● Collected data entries
※ ※ ※

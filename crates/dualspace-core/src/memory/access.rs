//! Fetch-range policy for the two instruction spaces.

use crate::decoder::INSTRUCTION_WORD_BYTES;
use crate::{FaultCode, MEMORY_BYTES, PROGRAM_WORDS};

/// Highest legal byte address for a RAM-space fetch.
pub const RAM_FETCH_LIMIT: usize = MEMORY_BYTES - INSTRUCTION_WORD_BYTES;

/// Validates a ROM-space fetch and returns the table index.
///
/// # Errors
///
/// Returns [`FaultCode::AddressOutOfRange`] unless `pc < 256`.
pub fn validate_rom_fetch(pc: u32) -> Result<usize, FaultCode> {
    usize::try_from(pc)
        .ok()
        .filter(|index| *index < PROGRAM_WORDS)
        .ok_or(FaultCode::AddressOutOfRange)
}

/// Validates a RAM-space fetch and returns the starting byte address.
///
/// RAM-space PCs count 8-byte instruction slots, so the byte address is
/// `pc * 8` and must not exceed `256 - 8`.
///
/// # Errors
///
/// Returns [`FaultCode::AddressOutOfRange`] when the eight bytes would not
/// fit inside memory.
pub fn validate_ram_fetch(pc: u32) -> Result<usize, FaultCode> {
    usize::try_from(pc)
        .ok()
        .and_then(|slot| slot.checked_mul(INSTRUCTION_WORD_BYTES))
        .filter(|addr| *addr <= RAM_FETCH_LIMIT)
        .ok_or(FaultCode::AddressOutOfRange)
}
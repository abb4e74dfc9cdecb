//! Instruction disassembly.
//!
//! Rows render as `MNEMONIC dest, a, b[, +offset][, goto][, ram]` where `_`
//! marks a disabled selector, `rN` a 1-based register, `#N` an immediate,
//! `mem[N]` a memory cell and `in` a console read.

use crate::{
    DecodedInstruction, Decoder, ExecutionMode, InstructionWord, Memory, Opcode, ProgramImage,
    INSTRUCTION_WORD_BYTES,
};

#[cfg(feature = "serde")]
use serde::{Deserialize, Serialize};

/// A single disassembled instruction row.
#[derive(Debug, Clone, PartialEq, Eq)]
#[cfg_attr(feature = "serde", derive(Serialize, Deserialize))]
pub struct DisassemblyRow {
    /// Instruction index in `mode`.
    pub pc: u32,
    /// Space the word was read from.
    pub mode: ExecutionMode,
    /// Raw instruction word.
    pub raw: InstructionWord,
    /// Opcode mnemonic, e.g. `ADD` or `RAM_WRITE`.
    pub mnemonic: String,
    /// Formatted operand list.
    pub operands: String,
}

impl std::fmt::Display for DisassemblyRow {
    fn fmt(&self, f: &mut std::fmt::Formatter<'_>) -> std::fmt::Result {
        write!(f, "{} {:>3}: {} {}", self.mode, self.pc, self.mnemonic, self.operands)
    }
}

/// Renders one decoded instruction as `MNEMONIC operands`.
#[must_use]
pub fn format_instruction(instruction: &DecodedInstruction) -> String {
    format!(
        "{} {}",
        instruction.opcode.mnemonic(),
        format_operands(instruction)
    )
}

/// Disassembles `count` ROM entries starting at `start`, stopping at the end
/// of the table.
#[must_use]
pub fn disassemble_rom(program: &ProgramImage, start: u32, count: usize) -> Vec<DisassemblyRow> {
    (start..)
        .take(count)
        .map_while(|pc| {
            let word = program.word_at(usize::try_from(pc).ok()?)?;
            Some(row(pc, ExecutionMode::Rom, word))
        })
        .collect()
}

/// Disassembles `count` RAM instruction slots starting at slot `start`,
/// stopping at the last slot that fits in memory.
#[must_use]
pub fn disassemble_ram(memory: &Memory, start: u32, count: usize) -> Vec<DisassemblyRow> {
    (start..)
        .take(count)
        .map_while(|pc| {
            let addr = usize::try_from(pc)
                .ok()?
                .checked_mul(INSTRUCTION_WORD_BYTES)?;
            let word = memory.instruction_at(addr)?;
            Some(row(pc, ExecutionMode::Ram, word))
        })
        .collect()
}

fn row(pc: u32, mode: ExecutionMode, raw: InstructionWord) -> DisassemblyRow {
    let instruction = Decoder::decode(raw);
    DisassemblyRow {
        pc,
        mode,
        raw,
        mnemonic: instruction.opcode.mnemonic().to_string(),
        operands: format_operands(&instruction),
    }
}

fn format_operands(instruction: &DecodedInstruction) -> String {
    let dest = match instruction.opcode {
        Opcode::RamWrite => format_cell(instruction.write_select),
        _ => format_register(instruction.write_select),
    };
    let field = instruction.read_b_or_immediate;
    let b = match instruction.opcode {
        Opcode::Scan => "in".to_string(),
        Opcode::RamRead => format_cell(field),
        _ if instruction.immediate_enable => format!("#{field}"),
        _ => format_register(field),
    };

    let mut parts = vec![dest, format_register(instruction.read_a_select), b];
    if instruction.opcode.is_comparison() {
        parts.push(format!("+{}", instruction.jump_offset));
    }
    if instruction.goto {
        parts.push("goto".to_string());
    }
    if instruction.ram_mode {
        parts.push("ram".to_string());
    }
    parts.join(", ")
}

fn format_register(selector: u8) -> String {
    if selector == 0 {
        "_".to_string()
    } else {
        format!("r{selector}")
    }
}

fn format_cell(selector: u8) -> String {
    match selector.checked_sub(1) {
        Some(addr) => format!("mem[{addr}]"),
        None => "_".to_string(),
    }
}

※ ※ ※

● EXERCISE PROMPT
Every entry above should be retyped exactly as it appears.

● FINAL ANSWER
filename crates/dualspace-core/src/memory/access.rs
//! Fetch-range policy for the two instruction spaces.

use crate::decoder::INSTRUCTION_WORD_BYTES;
use crate::{FaultCode, MEMORY_BYTES, PROGRAM_WORDS};

/// Highest legal byte address for a RAM-space fetch.
pub const RAM_FETCH_LIMIT: usize = MEMORY_BYTES - INSTRUCTION_WORD_BYTES;

/// Validates a ROM-space fetch and returns the table index.
///
/// # Errors
///
/// Returns [`FaultCode::AddressOutOfRange`] unless `pc < 256`.
pub fn validate_rom_fetch(pc: u32) -> Result<usize, FaultCode> {
    usize::try_from(pc)
        .ok()
        .filter(|index| *index < PROGRAM_WORDS)
        .ok_or(FaultCode::AddressOutOfRange)
}

/// Validates a RAM-space fetch and returns the starting byte address.
///
/// RAM-space PCs count 8-byte instruction slots, so the byte address is
/// `pc * 8` and must not exceed `256 - 8`.
///
/// # Errors
///
/// Returns [`FaultCode::AddressOutOfRange`] when the eight bytes would not
/// fit inside memory.
pub fn validate_ram_fetch(pc: u32) -> Result<usize, FaultCode> {
    usize::try_from(pc)
        .ok()
        .and_then(|slot| slot.checked_mul(INSTRUCTION_WORD_BYTES))
        .filter(|addr| *addr <= RAM_FETCH_LIMIT)
        .ok_or(FaultCode::AddressOutOfRange)
}
repository abb4e74dfc9cdecb
//! Instruction disassembly.
//!
//! Rows render as `MNEMONIC dest, a, b[, +offset][, goto][, ram]` where `_`
//! marks a disabled selector, `rN` a 1-based register, `#N` an immediate,
//! `mem[N]` a memory cell and `in` a console read.

use crate::{
    DecodedInstruction, Decoder, ExecutionMode, InstructionWord, Memory, Opcode, ProgramImage,
    INSTRUCTION_WORD_BYTES,
};

#[cfg(feature = "serde")]
use serde::{Deserialize, Serialize};

/// A single disassembled instruction row.
#[derive(Debug, Clone, PartialEq, Eq)]
#[cfg_attr(feature = "serde", derive(Serialize, Deserialize))]
pub struct DisassemblyRow {
    /// Instruction index in `mode`.
    pub pc: u32,
    /// Space the word was read from.
    pub mode: ExecutionMode,
    /// Raw instruction word.
    pub raw: InstructionWord,
    /// Opcode mnemonic, e.g. `ADD` or `RAM_WRITE`.
    pub mnemonic: String,
    /// Formatted operand list.
    pub operands: String,
}

impl std::fmt::Display for DisassemblyRow {
    fn fmt(&self, f: &mut std::fmt::Formatter<'_>) -> std::fmt::Result {
        write!(f, "{} {:>3}: {} {}", self.mode, self.pc, self.mnemonic, self.operands)
    }
}

/// Renders one decoded instruction as `MNEMONIC operands`.
#[must_use]
pub fn format_instruction(instruction: &DecodedInstruction) -> String {
    format!(
        "{} {}",
        instruction.opcode.mnemonic(),
        format_operands(instruction)
    )
}

/// Disassembles `count` ROM entries starting at `start`, stopping at the end
/// of the table.
#[must_use]
pub fn disassemble_rom(program: &ProgramImage, start: u32, count: usize) -> Vec<DisassemblyRow> {
    (start..)
        .take(count)
        .map_while(|pc| {
            let word = program.word_at(usize::try_from(pc).ok()?)?;
            Some(row(pc, ExecutionMode::Rom, word))
        })
        .collect()
}

/// Disassembles `count` RAM instruction slots starting at slot `start`,
/// stopping at the last slot that fits in memory.
#[must_use]
pub fn disassemble_ram(memory: &Memory, start: u32, count: usize) -> Vec<DisassemblyRow> {
    (start..)
        .take(count)
        .map_while(|pc| {
            let addr = usize::try_from(pc)
                .ok()?
                .checked_mul(INSTRUCTION_WORD_BYTES)?;
            let word = memory.instruction_at(addr)?;
            Some(row(pc, ExecutionMode::Ram, word))
        })
        .collect()
}

fn row(pc: u32, mode: ExecutionMode, raw: InstructionWord) -> DisassemblyRow {
    let instruction = Decoder::decode(raw);
    DisassemblyRow {
        pc,
        mode,
        raw,
        mnemonic: instruction.opcode.mnemonic().to_string(),
        operands: format_operands(&instruction),
    }
}

fn format_operands(instruction: &DecodedInstruction) -> String {
    let dest = match instruction.opcode {
        Opcode::RamWrite => format_cell(instruction.write_select),
        _ => format_register(instruction.write_select),
    };
    let field = instruction.read_b_or_immediate;
    let b = match instruction.opcode {
        Opcode::Scan => "in".to_string(),
        Opcode::RamRead => format_cell(field),
        _ if instruction.immediate_enable => format!("#{field}"),
        _ => format_register(field),
    };

    let mut parts = vec![dest, format_register(instruction.read_a_select), b];
    if instruction.opcode.is_comparison() {
        parts.push(format!("+{}", instruction.jump_offset));
    }
    if instruction.goto {
        parts.push("goto".to_string());
    }
    if instruction.ram_mode {
        parts.push("ram".to_string());
    }
    parts.join(", ")
}

fn format_register(selector: u8) -> String {
    if selector == 0 {
        "_".to_string()
    } else {
        format!("r{selector}")
    }
}

fn format_cell(selector: u8) -> String {
    match selector.checked_sub(1) {
        Some(addr) => format!("mem[{addr}]"),
        None => "_".to_string(),
    }
}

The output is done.